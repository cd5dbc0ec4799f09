/*!
 * Unit Request Queues
 *
 * The only structures an execution unit shares with other threads. Any
 * thread may reserve capacity and push add or remove requests; only the
 * owning unit drains them. Pending counters are atomics so an idle unit can
 * early-out without touching the locks.
 */

use super::config::{BatchPolicy, UnitConfig};
use crate::core::errors::{SchedulerError, SchedulerResult};
use crate::core::types::Context;
use crate::process::HandleCore;
use parking_lot::Mutex;
use std::collections::VecDeque;
use std::sync::atomic::{AtomicUsize, Ordering};
use std::sync::Arc;

/// A queued add or remove for one incarnation of a handle
pub(crate) struct Request {
    pub handle: Arc<HandleCore>,
    /// Submission generation the request was issued for
    pub generation: u32,
}

impl Request {
    pub fn new(handle: Arc<HandleCore>) -> Self {
        let generation = handle.generation();
        Self { handle, generation }
    }

    /// The handle has not been resubmitted since this request was issued
    #[inline]
    pub fn is_current(&self) -> bool {
        self.handle.generation() == self.generation
    }
}

/// Producer side of an execution unit
pub(crate) struct UnitQueues {
    context: Context,
    capacity: usize,
    queue_capacity: usize,
    adds: Mutex<VecDeque<Request>>,
    removes: Mutex<VecDeque<Request>>,
    pending_adds: AtomicUsize,
    pending_removes: AtomicUsize,
    /// Handles joined to the unit: queued for add or holding a slot
    reserved: AtomicUsize,
}

impl UnitQueues {
    pub fn new(context: Context, config: &UnitConfig) -> Self {
        Self {
            context,
            capacity: config.capacity,
            queue_capacity: config.queue_capacity,
            adds: Mutex::new(VecDeque::new()),
            removes: Mutex::new(VecDeque::new()),
            pending_adds: AtomicUsize::new(0),
            pending_removes: AtomicUsize::new(0),
            reserved: AtomicUsize::new(0),
        }
    }

    /// Claim room for one more handle, or fail without side effects
    pub fn try_reserve(&self) -> SchedulerResult<()> {
        let capacity = self.capacity;
        self.reserved
            .fetch_update(Ordering::AcqRel, Ordering::Acquire, |n| {
                (n < capacity).then_some(n + 1)
            })
            .map_err(|_| SchedulerError::CapacityExceeded {
                context: self.context,
                capacity,
            })?;

        let queue_capacity = self.queue_capacity;
        let queued = self
            .pending_adds
            .fetch_update(Ordering::AcqRel, Ordering::Acquire, |n| {
                (n < queue_capacity).then_some(n + 1)
            });
        if queued.is_err() {
            self.reserved.fetch_sub(1, Ordering::AcqRel);
            return Err(SchedulerError::QueueFull {
                context: self.context,
                capacity: queue_capacity,
            });
        }
        Ok(())
    }

    /// Undo a `try_reserve` whose request was never pushed
    pub fn cancel_reservation(&self) {
        self.pending_adds.fetch_sub(1, Ordering::AcqRel);
        self.reserved.fetch_sub(1, Ordering::AcqRel);
    }

    /// Push an add request; the caller holds a reservation for it
    pub fn push_add(&self, request: Request) {
        self.adds.lock().push_back(request);
    }

    pub fn push_remove(&self, request: Request) {
        self.removes.lock().push_back(request);
        self.pending_removes.fetch_add(1, Ordering::AcqRel);
    }

    /// Take the next batch of additions
    pub fn take_adds(&self, policy: BatchPolicy) -> Vec<Request> {
        let taken = Self::take(&self.adds, policy);
        self.pending_adds.fetch_sub(taken.len(), Ordering::AcqRel);
        taken
    }

    /// Take the next batch of removals
    pub fn take_removes(&self, policy: BatchPolicy) -> Vec<Request> {
        let taken = Self::take(&self.removes, policy);
        self.pending_removes.fetch_sub(taken.len(), Ordering::AcqRel);
        taken
    }

    fn take(queue: &Mutex<VecDeque<Request>>, policy: BatchPolicy) -> Vec<Request> {
        let mut queue = queue.lock();
        let batch = policy.batch(queue.len());
        queue.drain(..batch).collect()
    }

    /// A handle left the unit; its reservation is returned
    #[inline]
    pub fn release(&self) {
        self.reserved.fetch_sub(1, Ordering::AcqRel);
    }

    #[inline(always)]
    pub fn pending_adds(&self) -> usize {
        self.pending_adds.load(Ordering::Acquire)
    }

    #[inline(always)]
    pub fn pending_removes(&self) -> usize {
        self.pending_removes.load(Ordering::Acquire)
    }

    /// Handles joined to this unit
    #[inline(always)]
    pub fn reserved(&self) -> usize {
        self.reserved.load(Ordering::Acquire)
    }

    /// No request waiting in either queue
    #[inline(always)]
    pub fn is_drained(&self) -> bool {
        self.pending_adds() == 0 && self.pending_removes() == 0
    }
}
——————————
* _WHAT IS BEING ASKED_: Write out every entry above, word for word.

* _WRITTEN ANSWER_:
repository cd5dbc0ec4799f09
/*!
 * Unit Request Queues
 *
 * The only structures an execution unit shares with other threads. Any
 * thread may reserve capacity and push add or remove requests; only the
 * owning unit drains them. Pending counters are atomics so an idle unit can
 * early-out without touching the locks.
 */

use super::config::{BatchPolicy, UnitConfig};
use crate::core::errors::{SchedulerError, SchedulerResult};
use crate::core::types::Context;
use crate::process::HandleCore;
use parking_lot::Mutex;
use std::collections::VecDeque;
use std::sync::atomic::{AtomicUsize, Ordering};
use std::sync::Arc;

/// A queued add or remove for one incarnation of a handle
pub(crate) struct Request {
    pub handle: Arc<HandleCore>,
    /// Submission generation the request was issued for
    pub generation: u32,
}

impl Request {
    pub fn new(handle: Arc<HandleCore>) -> Self {
        let generation = handle.generation();
        Self { handle, generation }
    }

    /// The handle has not been resubmitted since this request was issued
    #[inline]
    pub fn is_current(&self) -> bool {
        self.handle.generation() == self.generation
    }
}

/// Producer side of an execution unit
pub(crate) struct UnitQueues {
    context: Context,
    capacity: usize,
    queue_capacity: usize,
    adds: Mutex<VecDeque<Request>>,
    removes: Mutex<VecDeque<Request>>,
    pending_adds: AtomicUsize,
    pending_removes: AtomicUsize,
    /// Handles joined to the unit: queued for add or holding a slot
    reserved: AtomicUsize,
}

impl UnitQueues {
    pub fn new(context: Context, config: &UnitConfig) -> Self {
        Self {
            context,
            capacity: config.capacity,
            queue_capacity: config.queue_capacity,
            adds: Mutex::new(VecDeque::new()),
            removes: Mutex::new(VecDeque::new()),
            pending_adds: AtomicUsize::new(0),
            pending_removes: AtomicUsize::new(0),
            reserved: AtomicUsize::new(0),
        }
    }

    /// Claim room for one more handle, or fail without side effects
    pub fn try_reserve(&self) -> SchedulerResult<()> {
        let capacity = self.capacity;
        self.reserved
            .fetch_update(Ordering::AcqRel, Ordering::Acquire, |n| {
                (n < capacity).then_some(n + 1)
            })
            .map_err(|_| SchedulerError::CapacityExceeded {
                context: self.context,
                capacity,
            })?;

        let queue_capacity = self.queue_capacity;
        let queued = self
            .pending_adds
            .fetch_update(Ordering::AcqRel, Ordering::Acquire, |n| {
                (n < queue_capacity).then_some(n + 1)
            });
        if queued.is_err() {
            self.reserved.fetch_sub(1, Ordering::AcqRel);
            return Err(SchedulerError::QueueFull {
                context: self.context,
                capacity: queue_capacity,
            });
        }
        Ok(())
    }

    /// Undo a `try_reserve` whose request was never pushed
    pub fn cancel_reservation(&self) {
        self.pending_adds.fetch_sub(1, Ordering::AcqRel);
        self.reserved.fetch_sub(1, Ordering::AcqRel);
    }

    /// Push an add request; the caller holds a reservation for it
    pub fn push_add(&self, request: Request) {
        self.adds.lock().push_back(request);
    }

    pub fn push_remove(&self, request: Request) {
        self.removes.lock().push_back(request);
        self.pending_removes.fetch_add(1, Ordering::AcqRel);
    }

    /// Take the next batch of additions
    pub fn take_adds(&self, policy: BatchPolicy) -> Vec<Request> {
        let taken = Self::take(&self.adds, policy);
        self.pending_adds.fetch_sub(taken.len(), Ordering::AcqRel);
        taken
    }

    /// Take the next batch of removals
    pub fn take_removes(&self, policy: BatchPolicy) -> Vec<Request> {
        let taken = Self::take(&self.removes, policy);
        self.pending_removes.fetch_sub(taken.len(), Ordering::AcqRel);
        taken
    }

    fn take(queue: &Mutex<VecDeque<Request>>, policy: BatchPolicy) -> Vec<Request> {
        let mut queue = queue.lock();
        let batch = policy.batch(queue.len());
        queue.drain(..batch).collect()
    }

    /// A handle left the unit; its reservation is returned
    #[inline]
    pub fn release(&self) {
        self.reserved.fetch_sub(1, Ordering::AcqRel);
    }

    #[inline(always)]
    pub fn pending_adds(&self) -> usize {
        self.pending_adds.load(Ordering::Acquire)
    }

    #[inline(always)]
    pub fn pending_removes(&self) -> usize {
        self.pending_removes.load(Ordering::Acquire)
    }

    /// Handles joined to this unit
    #[inline(always)]
    pub fn reserved(&self) -> usize {
        self.reserved.load(Ordering::Acquire)
    }

    /// No request waiting in either queue
    #[inline(always)]
    pub fn is_drained(&self) -> bool {
        self.pending_adds() == 0 && self.pending_removes() == 0
    }
}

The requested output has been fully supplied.